With this rise in revenue, the company also saw its profits rise. Net income of $251 million in the first half of 2022 beat out the $230 million reported one year earlier. Operating cash flow did decline year over year, dropping from $271 million to $229 million. But if we were to adjust for changes in working capital, the metric would have risen from $343 million to $358 million. We also saw an increase when it came to EBITDA, with the metric climbing from $435 million in the first half of 2021 to $471 million the same time this year. Even though the company was able to benefit from keeping its selling, general, and administrative costs flat year over year, it did suffer as a result of other factors from a margin perspective, such as inflationary pressures pushing its gross profit margin down by roughly 1.5%. Though this may not seem like much, a 1.5% change in revenue from 2021 would translate to $36 million in lost profits for the company.

Guidance

Allison Transmission Holdings

For the 2022 fiscal year as a whole, management expects revenue to come in fairly strong. Sales should be between $2.65 billion and $2.75 billion. At the midpoint, that would translate to a year-over-year increase of 12.4%. That’s roughly in line with the 12.6% increase the company saw in the first half of the year. The company has also been very detailed about what to expect from a profitability perspective. Net income, for instance, should come in between $450 million and $500 million. Operating cash flow should be between $590 million and $660 million, while EBITDA should be between $885 million and $955 million.

Trading Multiples

Author – SEC EDGAR Data

Using the midpoint figures for the guidance that management provided, we can easily price the company. On a forward basis, the price-to-earnings multiple of the firm is 7.3. This stacks up against the 7.9 reading that we get using results from 2021. The price to operating cash flow multiple, meanwhile, should be 5.6. That’s only slightly lower than the 5.5 reading that we get if we were to use data from last year. The EV to EBITDA multiple, meanwhile, should decline from 7 using data from 2021 to 6.4 using projected results for this year. As part of my analysis, I also compared the company to five similar firms. On a price-to-earnings basis, these companies range from a low of 8.2 to a high of 24.3. Using the price to operating cash flow approach, the range for the four companies with positive results should be between 5.8 and 28.2. In both scenarios, Allison Transmission was the cheapest of the group. And finally, using the EV to EBITDA approach, the range should be between 6.3 and 12.5. In this case, only one of the companies was cheaper than our prospect.

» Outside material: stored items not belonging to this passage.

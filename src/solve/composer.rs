//! One-round-trip path for screenshot batches.
//!
//! All images of a batch go into a single prompt that asks the model to
//! read, classify and answer at once.  The answer is then repaired
//! structurally without calling the model again:
//!
//! 1. anything before the classification header is dropped;
//! 2. a missing header is synthesized with the `unknown` value, any other
//!    out-of-set value is coerced into [`Category::COMBINED`];
//! 3. code in a recognised language without an entry point gets a note;
//! 4. missing `Time Complexity` / `Space Complexity` lines get a note.
//!
//! Notes carry fixed prefixes so repeated validation never duplicates them.

use futures::future::join_all;
use thiserror::Error;
use tokio_util::sync::CancellationToken;

use super::Category;
use crate::capture::FileReader;
use crate::extract::ExtractError;
use crate::llm::prompt::multi_image_prompt;
use crate::llm::{GenerationOptions, LlmClient, LlmError, PromptPart};
use crate::response::sections::{
    self, classification_line, code_blocks, Section, UNKNOWN_CLASSIFICATION,
};
use crate::types::{InputKind, ProcessingError, QueueItem};

pub const ENTRY_POINT_NOTE: &str = "> Note: No entry point";
pub const COMPLEXITY_NOTE: &str = "> Note: Complexity analysis incomplete";

const COMPLEXITY_LINES: [&str; 2] = ["Time Complexity", "Space Complexity"];

#[derive(Debug, Error)]
pub enum ComposeError {
    #[error("none of the screenshots in the batch could be read")]
    NoImages,
}

// ---------------------------------------------------------------------------
// Image preparation
// ---------------------------------------------------------------------------

/// Binary prompt parts for the images that could be read, plus one
/// [`ProcessingError`] per image that could not.
#[derive(Debug, Default)]
pub struct PreparedImages {
    pub parts: Vec<PromptPart>,
    pub errors: Vec<ProcessingError>,
}

impl PreparedImages {
    pub fn require_any(&self) -> Result<(), ComposeError> {
        if self.parts.is_empty() {
            Err(ComposeError::NoImages)
        } else {
            Ok(())
        }
    }
}

// ---------------------------------------------------------------------------
// MultiImageComposer
// ---------------------------------------------------------------------------

#[derive(Debug, Clone, Default)]
pub struct MultiImageComposer {
    options: GenerationOptions,
}

impl MultiImageComposer {
    pub fn new(options: GenerationOptions) -> Self {
        Self { options }
    }

    /// Read every screenshot concurrently.  A failed read drops that image
    /// only; order of surviving images follows `items`.
    pub async fn prepare(&self, reader: &dyn FileReader, items: &[QueueItem]) -> PreparedImages {
        let reads = items
            .iter()
            .filter(|item| item.kind == InputKind::Screenshot)
            .map(|item| async move {
                let outcome = match reader.read_binary(&item.locator).await {
                    Ok(data) if data.is_empty() => {
                        Err(ExtractError::EmptyPayload(InputKind::Screenshot))
                    }
                    Ok(data) => Ok(PromptPart::binary(item.mime_type(), data)),
                    Err(e) => Err(ExtractError::from(e)),
                };
                (item, outcome)
            });

        let mut prepared = PreparedImages::default();
        for (item, outcome) in join_all(reads).await {
            match outcome {
                Ok(part) => prepared.parts.push(part),
                Err(e) => {
                    log::warn!("composer: dropping {}: {e}", item.locator);
                    prepared.errors.push(e.into_processing_error(&item.locator));
                }
            }
        }
        prepared
    }

    /// Single model call over `images` (with optional audio/text `context`),
    /// followed by [`post_validate`].
    pub async fn generate(
        &self,
        client: &dyn LlmClient,
        images: &[PromptPart],
        context: Option<&str>,
        cancel: &CancellationToken,
    ) -> Result<String, LlmError> {
        let mut parts = Vec::with_capacity(images.len() + 1);
        parts.push(PromptPart::text(multi_image_prompt(images.len(), context)));
        parts.extend(images.iter().cloned());

        let raw = client.generate(&parts, &self.options, cancel).await?;
        if raw.trim().is_empty() {
            return Err(LlmError::EmptyResponse);
        }
        log::debug!("composer: {} image(s) answered in one call", images.len());
        Ok(post_validate(&raw))
    }
}

// ---------------------------------------------------------------------------
// Post-validation
// ---------------------------------------------------------------------------

/// Structural repair of a combined-path answer.  Idempotent.
pub fn post_validate(raw: &str) -> String {
    let mut text = normalize_header(raw);

    if let Some(language) = detect_language(&text) {
        let code: String = code_blocks(&text).into_iter().map(|b| b.code).collect();
        if !code.is_empty() && !has_entry_point(language, &code) && !text.contains(ENTRY_POINT_NOTE) {
            log::debug!("composer: no {language} entry point found");
            text = append_note(
                &text,
                &format!(
                    "{ENTRY_POINT_NOTE} (main function) was found in the {language} code. \
                     Add one before running it."
                ),
            );
        }
    }

    let lower = text.to_lowercase();
    let missing: Vec<&str> = COMPLEXITY_LINES
        .iter()
        .copied()
        .filter(|line| !lower.contains(&line.to_lowercase()))
        .collect();
    if !missing.is_empty() && !text.contains(COMPLEXITY_NOTE) {
        text = append_note(
            &text,
            &format!("{COMPLEXITY_NOTE} (missing: {}).", missing.join(", ")),
        );
    }
    text
}

fn normalize_header(raw: &str) -> String {
    let mut parsed = sections::parse(raw);

    match parsed.iter().position(Section::is_classification) {
        Some(idx) => {
            if idx > 0 {
                log::debug!("composer: discarding {idx} section(s) before classification");
            }
            parsed.drain(..idx);
            let value = parsed[0].classification().unwrap_or_default();
            let label = if value.eq_ignore_ascii_case(UNKNOWN_CLASSIFICATION) {
                UNKNOWN_CLASSIFICATION
            } else {
                Category::coerce_within(value, &Category::COMBINED).label()
            };
            parsed[0].header = Some(classification_line(label));
        }
        None => {
            log::warn!("composer: no classification header, synthesizing one");
            parsed.insert(
                0,
                Section {
                    header: Some(classification_line(UNKNOWN_CLASSIFICATION)),
                    body: String::new(),
                },
            );
        }
    }
    sections::render(&parsed).trim_end().to_string()
}

fn append_note(text: &str, note: &str) -> String {
    format!("{}\n\n{note}", text.trim_end())
}

// ---------------------------------------------------------------------------
// Language / entry-point heuristics
// ---------------------------------------------------------------------------

/// Canonical language name from the first tagged code fence, else from a
/// `Language:` line.
fn detect_language(text: &str) -> Option<&'static str> {
    let from_fence = code_blocks(text)
        .into_iter()
        .find_map(|b| canonical_language(&b.info));
    from_fence.or_else(|| {
        text.lines().find_map(|line| {
            let t = line.trim().trim_start_matches(['*', '-', '#', ' ']);
            let head = t.get(..9)?;
            if !head.eq_ignore_ascii_case("language:") {
                return None;
            }
            canonical_language(t[9..].trim_matches(|c: char| c == '*' || c.is_whitespace()))
        })
    })
}

fn canonical_language(name: &str) -> Option<&'static str> {
    let name = name.split_whitespace().next()?.to_ascii_lowercase();
    let canonical = match name.as_str() {
        "python" | "python3" | "py" => "python",
        "java" => "java",
        "c" => "c",
        "cpp" | "c++" | "cc" | "cxx" => "cpp",
        "csharp" | "c#" | "cs" => "csharp",
        "go" | "golang" => "go",
        "rust" | "rs" => "rust",
        "kotlin" | "kt" => "kotlin",
        "javascript" | "js" => "javascript",
        "typescript" | "ts" => "typescript",
        _ => return None,
    };
    Some(canonical)
}

/// Entry-point signatures per language.  Scripts without a conventional
/// entry point (JavaScript, TypeScript) always pass.
fn has_entry_point(language: &str, code: &str) -> bool {
    let signatures: &[&str] = match language {
        "python" => &["def main(", "if __name__"],
        "java" => &["public static void main"],
        "c" | "cpp" => &["int main("],
        "csharp" => &["static void Main", "static int Main", "static async Task Main"],
        "go" => &["func main("],
        "rust" => &["fn main("],
        "kotlin" => &["fun main("],
        _ => return true,
    };
    signatures.iter().any(|sig| code.contains(sig))
}

// ---------------------------------------------------------------------------
// Tests
// ---------------------------------------------------------------------------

Company Price / Earnings Price / Operating Cash Flow EV / EBITDA
Allison Transmission Holdings 7.3 5.6 6.4
Terex Corp. (TEX) 8.2 7.0 6.3
Federal Signal Corp. (FSS) 20.1 28.2 12.2
Alamo Group (ALG) 15.6 N/A 9.7
Oshkosh (OSK) 24.3 15.3 11.3
Trinity Industries (TRN) 22.2 5.8 12.5

Takeaway

All the data I’m looking at today suggests to me that Allison Transmission continues to perform well despite concerns about the broader economy. Management is forecasting performance to remain robust through at least the end of this year. Shares of the company are also looking remarkably cheap, both on an absolute basis and relative to similar players. Because of these reasons, I have decided to keep my ‘buy’ rating on the company for now.